Today's Blogs

So, So Sorry

Bloggers discuss the Senate’s apology for not passing an anti-lynching law; they also tackle a proposed increase in the retirement age and a new study on virginity pledges.

So, so sorry: The Senate issued a formal apology for its decades-long failure to enact an anti-lynching law, but the fact that only 80 of the 100 senators co-sponsored the bill irked some.

Bloggers focus on the missing 20: Responding to a list of “pro-lynching senators” posted by the liberal Atrios, commenter Samurai Sam writes, “I don’t know whether to laugh or cry at this. It just makes me choke to think we’ve made so little progress in race relations in the past 40 years. Or, more correctly, that the North and both coasts have made the progress and the South and some of the Midwest have not.” At the Moderate Voice, political independent Joe Gandelman speculates about the motives of the senators who didn’t co-sponsor: “Most likely some couldn’t sign for logistical reasons, but there were most certainly some who held their fingers up to test the political winds — basically giving the finger to the rule of law…even when it came to putting their names on a largely symbolic resolution.”

Others are offended at the apology altogether: Black writer La Shawn Barber argues, “In light of the serious problems we face in the world and our own country, I think this apology is one of the dumbest, emptiest, most politically correct pile of rubbish I’ve heard in a long time. …I’m sick of politicians wasting time and money pandering to blacks, treating us like empty-headed children, spoon-feeding us putrid pabulum, and prostrating themselves for every perceived slight. Don’t apologize to ‘Black People.’ Apologize to individual blacks who actually care about this mess.”

Read more about the Senate’s apology; read this “Explainer” about congressional apologies.

Not-so-golden years: Republican senators are considering a bill that would raise the Social Security retirement age to 69 over the next two decades. The proposal was presented last week as part of a plan to ensure “greater financial solvency” to Social Security.

Supporters think it’s just plain good sense: “Raising the eligibility age for Social Security really should be part of any commonsense solution,” arguesThe Yellow Line’s Alan Stewart Carl, a “former democrat and a former republican.” He writes, “In 1940, the average life expectancy was 64 years while right now it’s around 77… If we’re living longer, shouldn’t we be able to work longer?” Commenter Jonathan Cortis agrees: “With a combination of raising the retirement age and raising the cap on social security wages, we may just be able to bring SS back to the PAYGO system FDR envisioned.”

Opponents use the chance to complain about President Bush and Republicans: “What people need to understand is that there is no Social Security ‘shortfall’ at all until 2042,” saysThe Land of Ding’s Andrew Dingfelder, a new blogger. ” … The problem is that Bush is spending money like a drunken sailor and giving tax cuts to his wealthy benefactors at the same time.” Other bloggers complain about New York Times’ columnist John Tierney’s suggestion that Americans spend too much time in retirement: At the liberal Delusions of Grandeur, Emeryroolz writes, “Tierney seems to think it’s INSANE to not want to work until you drop dead? Spoken like a guy who’s never done an honest day’s work in his life.”
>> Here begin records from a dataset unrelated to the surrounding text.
//! Domain entities for cursorlink.
//!
//! This module contains the identity types shared by the relay and the peers.
//! Nothing in here performs I/O or depends on an async runtime, so the types
//! can be used and tested on any platform without setup.

/// Session tokens, role labels, and connection identities.
pub mod session;
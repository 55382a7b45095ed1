//! cursorlink-relay library crate.
//!
//! The relay lets two devices rendezvous under a shared session token and
//! forwards pointer movement and clicks between them.
//!
//! # Architecture (clean architecture)
//!
//! ```text
//! Touchpad peer (JSON over WebSocket)        Display peer
//!         ↕                                       ↕
//! [cursorlink-relay]
//!   ├── domain/           RelayConfig
//!   ├── application/      SessionDirectory, EventRouter, ConnectionLifecycle
//!   └── infrastructure/
//!         ├── ws_server/   Accept loop, per-connection reader/writer
//!         ├── config_file/ Optional TOML settings
//!         └── net_info/    Startup banner addresses
//! ```
//!
//! # Layer rules
//!
//! - `domain` has no external dependencies (no I/O, no async).
//! - `application` depends on `domain` and `cursorlink-core`; it uses tokio
//!   only for the non-blocking queue handles of live connections.
//! - `infrastructure` depends on all other layers plus `tokio-tungstenite`.

/// Domain layer: configuration types (no I/O).
pub mod domain;

/// Application layer: session directory, routing, connection lifecycle.
pub mod application;

/// Infrastructure layer: WebSocket server and config file.
pub mod infrastructure;
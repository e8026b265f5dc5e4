//! error types for the TSS coordinator

use thiserror::Error;
use warden_primitives::{
    Address, BridgeError, CryptoError, EpochId, ErrorKind, KeyHash, TssStatus, MAX_MAINTAINER_LIMIT,
};

#[derive(Debug, Clone, PartialEq, Eq, Error)]
pub enum TssError {
    #[error("{0} is not a member of the voting committee")]
    NotCommitteeMember(Address),

    #[error("{0} already voted on this proposal")]
    AlreadyVoted(Address),

    #[error("committee must hold between 1 and {max} distinct members, got {0}", max = MAX_MAINTAINER_LIMIT)]
    InvalidCommittee(usize),

    #[error("no key election in progress for epoch {0}")]
    NoElection(EpochId),

    #[error("no tss instance for epoch {0}")]
    UnknownEpoch(EpochId),

    #[error("no active tss key")]
    NoActiveKey,

    #[error("epoch {epoch_id} tss is {actual:?}, expected {expected:?}")]
    InvalidStatus { epoch_id: EpochId, expected: TssStatus, actual: TssStatus },

    #[error("tss instance of epoch {0} is paused")]
    Paused(EpochId),

    #[error("blamed member {0} is not in the keygen committee")]
    InvalidBlame(Address),

    #[error("proposal is no longer open")]
    StaleProposal,

    #[error("key {0} is already registered")]
    DuplicateKey(KeyHash),

    #[error(transparent)]
    Crypto(#[from] CryptoError),

    #[error("bridge: {0}")]
    Bridge(String),

    #[error("maintainer registry: {0}")]
    Maintainer(String),
}

impl TssError {
    pub fn kind(&self) -> ErrorKind {
        match self {
            Self::NotCommitteeMember(_) => ErrorKind::Access,
            Self::Bridge(_) | Self::Maintainer(_) => ErrorKind::External,
            _ => ErrorKind::Precondition,
        }
    }
}

impl From<BridgeError> for TssError {
    fn from(e: BridgeError) -> Self {
        TssError::Bridge(e.0)
    }
}

pub type Result<T> = core::result::Result<T, TssError>;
Read more about the proposed retirement age.

Virginity pledges: Contradicting earlier findings, the Heritage Foundation has published a study concluding that young people who took virginity pledges contracted fewer STDs, were more likely to abstain from sex; and were less likely to become prostitutes. The Times reports that other experts find the results “provocative, but … flawed.”

Bloggers criticize the Heritage Foundation’s motives and ideology. “It’s not surprising that an organization dedicated to pursuing an ideological agenda might abandon good science in the name of politics,”  writes Publius of The Third Estate. Journalist Doug Ireland condemns the Times for failing to point out the ideology of the “oh-so-conservative” foundation. “By giving such play and credence today to this mendacious and unscientific Heritage study,” he writes, “the Times is encouraging the myth that abstinence-only sex ed and virginity pledges help stop the spread of AIDS and STDs—when, in fact, the reverse is true. Shameful.” Matthew Yglesias, writing at the American Prospect blog, TAPPED, further criticizes the Times, saying, “The only newsworthy information in the story is that the Bush Department of Health and Human Services has decided for some reason to start contracting out research on controversial questions to an ideological think tank that is non-partisan in name only, rather than to proper independent analysts.”